Platforms: Android, iOS, macOS, Windows
The Tor (it stands for “the onion router”) browser’s slogan is “Protect yourself against tracking, surveillance, and censorship.” It’s the ultimate in privacy protection in a browser, and the EFF’s privacy test reports “strong protection against Web tracking.” It provides a multistep encrypted route for your browsing that makes identifying you very difficult. The reason it provides more privacy than a VPN is that your encrypted traffic goes through at least three nodes. The first node knows the source but not the destination of the traffic, the middle ones know neither, and the last only knows only the destination—making it nearly impossible to trace the traffic back to you. In a VPN, the VPN provider has access to both the origin (your browser) and the destination site, so you need to trust the VPN company you choose. Just as VPN exit nodes are known—which enables Netflix and the like to block people from using VPNs—the destinations know you’re using Tor, but not your originating identity.
An even more private way to run Tor is through Tails, a lightweight operating system based on Ubuntu that you run off a USB drive. Tails doesn’t save any unencrypted data from your browsing session and leaves no traces on your computer’s drive.
Platforms: Android,Linux, macOS, Windows
Vivaldi, an offshoot of Opera that also uses the Chromium browser code, is the ultimate in customizability among browsers.
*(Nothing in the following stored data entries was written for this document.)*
// ── Tests ───────────────────────────────────────────────────────────────────

#[cfg(test)]
mod tests {
    use super::*;
    use crate::config::{MountConfig, Owner};
    use crate::handle::InodeHandle;
    use crate::table::HandleTable;
    use hexfs_types::{Dirent, Inode, TYPE_REG};

    #[test]
    fn tree_indices_direct_slot() {
        assert_eq!(slot_to_tree_indices(0), (0, [INVALID_INDEX; 4]));
    }

    #[test]
    fn tree_indices_single_indirection() {
        let (tree, ijkl) = slot_to_tree_indices(1);
        assert_eq!((tree, ijkl[0]), (1, 0));
        let (tree, ijkl) = slot_to_tree_indices(N);
        assert_eq!((tree, ijkl[0]), (1, N - 1));
    }

    #[test]
    fn tree_indices_double_indirection() {
        let (tree, ijkl) = slot_to_tree_indices(1 + N);
        assert_eq!((tree, ijkl[0], ijkl[1]), (2, 0, 0));
        let (tree, ijkl) = slot_to_tree_indices(N + N * N);
        assert_eq!((tree, ijkl[0], ijkl[1]), (2, N - 1, N - 1));
    }

    #[test]
    fn tree_indices_triple_and_quad() {
        let (tree, ijkl) = slot_to_tree_indices(1 + N + N * N);
        assert_eq!((tree, ijkl[0], ijkl[1], ijkl[2]), (3, 0, 0, 0));

        let first_quad = 1 + N + N * N + N * N * N;
        let (tree, ijkl) = slot_to_tree_indices(first_quad);
        assert_eq!((tree, ijkl), (4, [0, 0, 0, 0]));

        let (tree, ijkl) = slot_to_tree_indices(MAX_SLOT_COUNT - 1);
        assert_eq!(tree, 4);
        assert_eq!(ijkl, [N - 1, N - 1, N - 1, N - 1]);
    }

    #[test]
    fn tree_indices_cover_disjoint_contiguous_ranges() {
        // The first slot of each tree follows the last slot of the one
        // before it.
        let boundaries = [1, 1 + N, 1 + N + N * N, 1 + N + N * N + N * N * N];
        for b in boundaries {
            let (tree_before, _) = slot_to_tree_indices(b - 1);
            let (tree_at, ijkl) = slot_to_tree_indices(b);
            assert_eq!(tree_at, tree_before + 1);
            for coord in ijkl.iter().take(tree_at) {
                assert_eq!(*coord, 0);
            }
        }
    }

    fn file_fixture() -> (crate::store::Store, HandleTable, std::sync::Arc<InodeHandle>) {
        let (store, _) = crate::store::Store::open(&MountConfig::in_memory()).expect("open");
        store.create_root_node(Owner { uid: 0, gid: 0 }).expect("root");
        let inode = Inode::node(TYPE_REG | 0o644, 0, 0, 0);
        let index = store.inode_add(&inode).expect("add");
        let table = HandleTable::new();
        let handle = table.get(&store, index).expect("get");
        (store, table, handle)
    }

    #[test]
    fn set_slot_materializes_and_collapses_interior_blocks() {
        let (store, _table, handle) = file_fixture();
        let mut state = handle.state_write();

        // Give the file enough slots to land in tree 2.
        state.inode.size = (2 + N) * 4096;
        state.slot_count = 2 + N;

        let slot = 1 + N; // first slot of tree 2
        assert_eq!(state.get_slot(&store, slot).expect("get"), INVALID_INDEX);

        state.set_slot(&store, slot, 7777).expect("set");
        assert_eq!(state.get_slot(&store, slot).expect("get"), 7777);
        assert_ne!(state.inode.slot_tree_roots[2], INVALID_INDEX);

        // Clearing the only entry collapses the whole interior chain.
        state.set_slot(&store, slot, INVALID_INDEX).expect("clear");
        assert_eq!(state.get_slot(&store, slot).expect("get"), INVALID_INDEX);
        assert_eq!(state.inode.slot_tree_roots[2], INVALID_INDEX);
    }

    #[test]
    fn insert_and_remove_shift_neighbors() {
        let (store, _table, handle) = file_fixture();
        let mut state = handle.state_write();
        state.inode.type_and_mode = hexfs_types::TYPE_DIR | 0o755;

        // Build a directory-like slot sequence 10, 20, 30.
        for (i, v) in [10_u64, 20, 30].into_iter().enumerate() {
            state.insert_slot(&store, i as u64, v).expect("insert");
        }
        // Insert 15 at slot 1: sequence becomes 10, 15, 20, 30.
        state.insert_slot(&store, 1, 15).expect("insert");
        let collected: Vec<u64> = (0..4)
            .map(|i| state.get_slot(&store, i).expect("get"))
            .collect();
        assert_eq!(collected, vec![10, 15, 20, 30]);

        // Remove slot 2 (the 20): sequence becomes 10, 15, 30.
        state.remove_slot(&store, 2, false).expect("remove");
        let collected: Vec<u64> = (0..3)
            .map(|i| state.get_slot(&store, i).expect("get"))
            .collect();
        assert_eq!(collected, vec![10, 15, 30]);
        assert_eq!(state.slot_count, 3);
    }

    #[test]
    fn peek_matches_get_without_touching_cache() {
        let (store, _table, handle) = file_fixture();
        let mut state = handle.state_write();
        state.inode.size = (5 + N) * 4096;
        state.slot_count = 5 + N;

        for slot in [0_u64, 1, 4, N, N + 2] {
            state.set_slot(&store, slot, slot + 100).expect("set");
        }
        let cache_before = state.cached_block_indices;
        for slot in [0_u64, 1, 4, N, N + 2, 2] {
            let expected = if slot == 2 { INVALID_INDEX } else { slot + 100 };
            assert_eq!(state.peek_slot(&store, slot).expect("peek"), expected);
        }
        assert_eq!(state.cached_block_indices, cache_before);
    }

    #[test]
    fn out_of_range_access_is_unrecoverable() {
        let (store, _table, handle) = file_fixture();
        let mut state = handle.state_write();
        assert!(matches!(
            state.get_slot(&store, 0),
            Err(HexfsError::Unrecoverable)
        ));
        assert!(store.emergency().is_raised());
    }

    #[test]
    fn dirent_reference_is_freed_with_slot() {
        let (store, _table, handle) = file_fixture();
        let mut state = handle.state_write();
        state.inode.type_and_mode = hexfs_types::TYPE_DIR | 0o755;

        let dirent = Dirent::new(b"x", 1).expect("dirent");
        let dirent_index = store.dirent_add(&dirent).expect("add");
        state.insert_slot(&store, 0, dirent_index).expect("insert");
        state.remove_slot(&store, 0, true).expect("remove");
        // The dirent chunk is gone; reading it again must fail.
        assert!(store.dirent_read(dirent_index).is_err());
    }
}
It includes innovative features like built-in translation, split-window view, tab groups, notes, a link sidebar, and mouse gesture support.
Vivaldi includes built-in ad blocking and tracker blocking, though it doesn’t specifically attempt to thwart fingerprinters. As with the rest of the browser’s features, privacy settings are deep, broad, and granular, as you can see in the screenshot above. The EFF’s Cover Your Tracks test reported “strong protection against Web tracking” for Vivaldi with tracking protection on, though it still reported a unique fingerprint.